Putting It All Together: A Production-Ready AI Client
Here is a complete, production-ready async AI client that combines all the patterns in this guide: rate limiting, retries with backoff and jitter, circuit breakers, fallback models, and metrics collection.
import asyncio
import random
import time
from typing import Any, Optional
class ProductionAIClient:
def __init__(
self,
rate: float = 167,
burst: int = 500,
max_retries: int = 5,
failure_threshold: int = 5,
recovery_timeout: float = 60.0,
):
self.limiter = TokenBucket(rate=rate, capacity=burst)
self.circuit = CircuitBreaker(
failure_threshold=failure_threshold,
recovery_timeout=recovery_timeout,
)
self.max_retries = max_retries
self.metrics = RateLimitMetrics()
async def call(self, func, priority: int = 5) -> Any:
"""Production-grade API call with all safeguards."""
# 1. Check circuit breaker
if not self.circuit.can_execute():
raise Exception("Circuit breaker is OPEN")
# 2. Wait for rate limiter
while not self.limiter.consume():
await asyncio.sleep(self.limiter.wait_time())
# 3. Call with retry
for attempt in range(self.max_retries + 1):
try:
result = await func()
self.circuit.record_success()
self.metrics.record_request("success")
return result
except Exception as e:
code = getattr(e, 'status_code', None)
if code in (400, 401, 403):
self.metrics.record_request("auth_error")
raise
if attempt == self.max_retries:
self.circuit.record_failure()
self.metrics.record_request(str(code) or "unknown")
raise
delay = min(1.0 * (2 ** attempt), 60.0)
jitter = delay * 0.25 * (2 * random.random() - 1)
delay = max(0.1, delay + jitter)
self.metrics.record_request(str(code), retry_delay=delay)
await asyncio.sleep(delay)
# Initialize for different providers
openai_client = ProductionAIClient(rate=167, burst=500) # Tier 3
anthropic_client = ProductionAIClient(rate=67, burst=200) # Sonnet
deepseek_client = ProductionAIClient(rate=33, burst=100) # Basic
Conclusion
Rate limits and error handling are not edge cases—they are the difference between an AI prototype and a production system.
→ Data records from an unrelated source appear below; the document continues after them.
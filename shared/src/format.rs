//! Currency and date formatting, and normalization of the raw API payload
//! into display-ready view models.
//!
//! The defaults follow the Brazilian Real conventions the dashboard is shown
//! in (`R$ 1.200,00`, `05/01/2020`). Both are configurable through
//! [`FormatConfig`].

use chrono::NaiveDate;

use crate::error::{DashboardError, Result};
use crate::models::{
    Balance, DashboardData, FormattedBalance, Transaction, TransactionView, TransactionsResponse,
};

/// Largest cent count an `f64` holds exactly (2^53).
const MAX_EXACT_CENTS: f64 = 9_007_199_254_740_992.0;

/// Display conventions for money and dates.
#[derive(Debug, Clone, PartialEq)]
pub struct FormatConfig {
    pub currency_symbol: String,
    pub thousands_separator: char,
    pub decimal_separator: char,
    /// `chrono` strftime pattern.
    pub date_format: String,
}

impl Default for FormatConfig {
    fn default() -> Self {
        Self {
            currency_symbol: "R$".to_string(),
            thousands_separator: '.',
            decimal_separator: ',',
            date_format: "%d/%m/%Y".to_string(),
        }
    }
}

/// Turns raw transactions and balances into their view models.
#[derive(Debug, Clone, Default, PartialEq)]
pub struct LedgerFormatter {
    config: FormatConfig,
}

impl LedgerFormatter {
    /// Create a formatter with the default (pt-BR) conventions
    pub fn new() -> Self {
        Self::default()
    }

    /// Create a formatter with custom conventions
    pub fn with_config(config: FormatConfig) -> Self {
        Self { config }
    }

    pub fn config(&self) -> &FormatConfig {
        &self.config
    }

    /// Format a monetary value, e.g. `1200.5` as `R$ 1.200,50`.
    ///
    /// Values are rounded half away from zero to cents. Negative values carry
    /// a leading `-` before the symbol. Values whose cent count is beyond
    /// what an `f64` represents exactly (about 90 trillion) are rejected.
    pub fn format_currency(&self, value: f64) -> Result<String> {
        let rounded = (value * 100.0).round();
        if !rounded.is_finite() || rounded.abs() > MAX_EXACT_CENTS {
            return Err(DashboardError::InvalidAmount(value.to_string()));
        }

        let cents = rounded as i64;
        let sign = if cents < 0 { "-" } else { "" };
        let abs_cents = cents.unsigned_abs();

        Ok(format!(
            "{}{} {}{}{:02}",
            sign,
            self.config.currency_symbol,
            group_thousands(abs_cents / 100, self.config.thousands_separator),
            self.config.decimal_separator,
            abs_cents % 100
        ))
    }

    pub fn format_date(&self, date: NaiveDate) -> String {
        date.format(&self.config.date_format).to_string()
    }

    /// Build the view model for one transaction. Raw fields are kept as-is.
    pub fn normalize_transaction(&self, transaction: &Transaction) -> Result<TransactionView> {
        Ok(TransactionView {
            formatted_value: self.format_currency(transaction.value)?,
            formatted_date: self.format_date(transaction.created_at.calendar_date()?),
            transaction: transaction.clone(),
        })
    }

    /// Normalize every transaction, preserving input order.
    pub fn normalize_transactions(&self, transactions: &[Transaction]) -> Result<Vec<TransactionView>> {
        transactions
            .iter()
            .map(|tx| self.normalize_transaction(tx))
            .collect()
    }

    /// Coerce each total to a number and format it.
    pub fn normalize_balance(&self, balance: &Balance) -> Result<FormattedBalance> {
        Ok(FormattedBalance {
            income: self.format_currency(balance.income.to_f64()?)?,
            outcome: self.format_currency(balance.outcome.to_f64()?)?,
            total: self.format_currency(balance.total.to_f64()?)?,
        })
    }

    /// Normalize a whole response. Any failure rejects the response entirely.
    pub fn normalize_response(&self, response: &TransactionsResponse) -> Result<DashboardData> {
        Ok(DashboardData {
            transactions: self.normalize_transactions(&response.transactions)?,
            balance: self.normalize_balance(&response.balance)?,
        })
    }
}

fn group_thousands(value: u64, separator: char) -> String {
    let digits = value.to_string();
    let mut grouped = String::with_capacity(digits.len() + digits.len() / 3);
    for (i, ch) in digits.chars().enumerate() {
        if i > 0 && (digits.len() - i) % 3 == 0 {
            grouped.push(separator);
        }
        grouped.push(ch);
    }
    grouped
}

#[cfg(test)]
mod tests {
    use super::*;
    use crate::models::{Amount, Category, Timestamp, TransactionType};

    fn create_test_transaction(id: &str, value: f64, kind: TransactionType, created_at: &str) -> Transaction {
        Transaction {
            id: id.to_string(),
            title: format!("Transaction {}", id),
            value,
            transaction_type: kind,
            category: Category { title: "Misc".to_string() },
            created_at: Timestamp::Text(created_at.to_string()),
        }
    }

    #[test]
    fn test_format_currency() {
        let formatter = LedgerFormatter::new();

        assert_eq!(formatter.format_currency(0.0).unwrap(), "R$ 0,00");
        assert_eq!(formatter.format_currency(5.0).unwrap(), "R$ 5,00");
        assert_eq!(formatter.format_currency(999.99).unwrap(), "R$ 999,99");
        assert_eq!(formatter.format_currency(1200.0).unwrap(), "R$ 1.200,00");
        assert_eq!(formatter.format_currency(1200.5).unwrap(), "R$ 1.200,50");
        assert_eq!(formatter.format_currency(1234567.891).unwrap(), "R$ 1.234.567,89");
        assert_eq!(formatter.format_currency(-1200.0).unwrap(), "-R$ 1.200,00");
    }

    #[test]
    fn test_format_currency_rounds_to_cents() {
        let formatter = LedgerFormatter::new();

        assert_eq!(formatter.format_currency(0.125).unwrap(), "R$ 0,13");
        assert_eq!(formatter.format_currency(10.994).unwrap(), "R$ 10,99");
        assert_eq!(formatter.format_currency(999.999).unwrap(), "R$ 1.000,00");
    }

    #[test]
    fn test_format_currency_rejects_non_finite() {
        let formatter = LedgerFormatter::new();

        assert!(formatter.format_currency(f64::NAN).is_err());
        assert!(formatter.format_currency(f64::INFINITY).is_err());
    }

    #[test]
    fn test_format_currency_rejects_out_of_range() {
        let formatter = LedgerFormatter::new();

        assert_eq!(
            formatter.format_currency(1e20),
            Err(DashboardError::InvalidAmount(1e20_f64.to_string()))
        );
        assert!(formatter.format_currency(-1e20).is_err());
        assert!(formatter.format_currency(1e14).is_err());
        assert_eq!(
            formatter.format_currency(1e13).unwrap(),
            "R$ 10.000.000.000.000,00"
        );
        assert_eq!(
            formatter.format_currency(-1e13).unwrap(),
            "-R$ 10.000.000.000.000,00"
        );
    }

    #[test]
    fn test_custom_config() {
        let formatter = LedgerFormatter::with_config(FormatConfig {
            currency_symbol: "$".to_string(),
            thousands_separator: ',',
            decimal_separator: '.',
            date_format: "%m/%d/%Y".to_string(),
        });

        assert_eq!(formatter.format_currency(1200.5).unwrap(), "$ 1,200.50");
        assert_eq!(
            formatter.format_date(NaiveDate::from_ymd_opt(2020, 1, 5).unwrap()),
            "01/05/2020"
        );
    }

    #[test]
    fn test_format_date_zero_pads() {
        let formatter = LedgerFormatter::new();

        assert_eq!(formatter.format_date(NaiveDate::from_ymd_opt(2020, 1, 5).unwrap()), "05/01/2020");
        assert_eq!(formatter.format_date(NaiveDate::from_ymd_opt(1999, 12, 31).unwrap()), "31/12/1999");
    }

    #[test]
    fn test_normalize_transaction_keeps_raw_fields() {
        let formatter = LedgerFormatter::new();
        let tx = create_test_transaction("t1", 1500.0, TransactionType::Outcome, "2020-01-05T14:00:00.000Z");

        let view = formatter.normalize_transaction(&tx).unwrap();

        assert_eq!(view.transaction, tx);
        assert_eq!(view.formatted_value, "R$ 1.500,00");
        assert_eq!(view.formatted_date, "05/01/2020");
    }

    #[test]
    fn test_normalize_transactions_preserves_order() {
        let formatter = LedgerFormatter::new();
        let transactions = vec![
            create_test_transaction("c", 3.0, TransactionType::Income, "2020-03-01"),
            create_test_transaction("a", 1.0, TransactionType::Outcome, "2020-01-01"),
            create_test_transaction("b", 2.0, TransactionType::Income, "2020-02-01"),
        ];

        let views = formatter.normalize_transactions(&transactions).unwrap();
        let ids: Vec<&str> = views.iter().map(|v| v.transaction.id.as_str()).collect();

        assert_eq!(ids, vec!["c", "a", "b"]);
    }

    #[test]
    fn test_normalize_balance_string_and_number_agree() {
        let formatter = LedgerFormatter::new();
        let numeric = Balance {
            income: Amount::from(1200.5),
            outcome: Amount::from(200.0),
            total: Amount::from(1000.5),
        };
        let textual = Balance {
            income: Amount::from("1200.5"),
            outcome: Amount::from("200"),
            total: Amount::from("1000.50"),
        };

        let from_numbers = formatter.normalize_balance(&numeric).unwrap();
        let from_strings = formatter.normalize_balance(&textual).unwrap();

        assert_eq!(from_numbers, from_strings);
        assert_eq!(from_numbers.income, "R$ 1.200,50");
        assert_eq!(from_numbers.outcome, "R$ 200,00");
        assert_eq!(from_numbers.total, "R$ 1.000,50");
    }

    #[test]
    fn test_normalize_response_is_all_or_nothing() {
        let formatter = LedgerFormatter::new();
        let response = TransactionsResponse {
            transactions: vec![
                create_test_transaction("ok", 1.0, TransactionType::Income, "2020-01-01"),
                create_test_transaction("bad", 1.0, TransactionType::Income, "not a date"),
            ],
            balance: Balance {
                income: Amount::from(1.0),
                outcome: Amount::from(0.0),
                total: Amount::from(1.0),
            },
        };

        let result = formatter.normalize_response(&response);
        assert_eq!(result, Err(DashboardError::InvalidTimestamp("not a date".to_string())));
    }

    #[test]
    fn test_normalize_empty_response() {
        let formatter = LedgerFormatter::new();
        let response = TransactionsResponse {
            transactions: vec![],
            balance: Balance {
                income: Amount::from(0.0),
                outcome: Amount::from(0.0),
                total: Amount::from(0.0),
            },
        };

        let data = formatter.normalize_response(&response).unwrap();

        assert!(data.transactions.is_empty());
        assert_eq!(data.balance.income, "R$ 0,00");
        assert_eq!(data.balance.outcome, "R$ 0,00");
        assert_eq!(data.balance.total, "R$ 0,00");
    }

    #[test]
    fn test_group_thousands() {
        assert_eq!(group_thousands(0, '.'), "0");
        assert_eq!(group_thousands(100, '.'), "100");
        assert_eq!(group_thousands(1000, '.'), "1.000");
        assert_eq!(group_thousands(123456, '.'), "123.456");
        assert_eq!(group_thousands(1234567, '.'), "1.234.567");
    }
}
Every AI API will rate limit you. Every provider will have outages. The systems that survive are the ones designed for failure from the start.
Start with exponential backoff and jitter on every API call. Add client-side rate limiting with token buckets. Layer on circuit breakers for provider outages. Implement fallback models for redundancy. And always, always track your metrics.
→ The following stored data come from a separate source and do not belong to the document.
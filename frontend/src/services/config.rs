use super::logging::LogLevel;

/// API root used when `DASHBOARD_API_URL` is not set at build time.
pub const DEFAULT_API_BASE_URL: &str = "http://localhost:3333";

/// Frontend settings, baked in at compile time since a wasm bundle has no
/// process environment to read.
#[derive(Debug, Clone, PartialEq)]
pub struct AppConfig {
    pub api_base_url: String,
    pub log_level: LogLevel,
}

impl AppConfig {
    pub fn from_build_env() -> Self {
        Self::from_values(option_env!("DASHBOARD_API_URL"), option_env!("DASHBOARD_LOG_LEVEL"))
    }

    pub fn from_values(api_base_url: Option<&str>, log_level: Option<&str>) -> Self {
        let api_base_url = api_base_url
            .map(str::trim)
            .filter(|url| !url.is_empty())
            .unwrap_or(DEFAULT_API_BASE_URL)
            .to_string();

        let log_level = log_level.and_then(LogLevel::parse).unwrap_or(LogLevel::Info);

        Self { api_base_url, log_level }
    }
}

impl Default for AppConfig {
    fn default() -> Self {
        Self::from_values(None, None)
    }
}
The code in this guide is battle-tested in production at scale. Adapt it to your needs, but do not skip the fundamentals. Your users will never notice good error handling—but they will absolutely notice the lack of it.
Last updated: 2026-05-10. Rate limits reflect current provider documentation as of May 2026. Always check the provider's official documentation for the most current limits.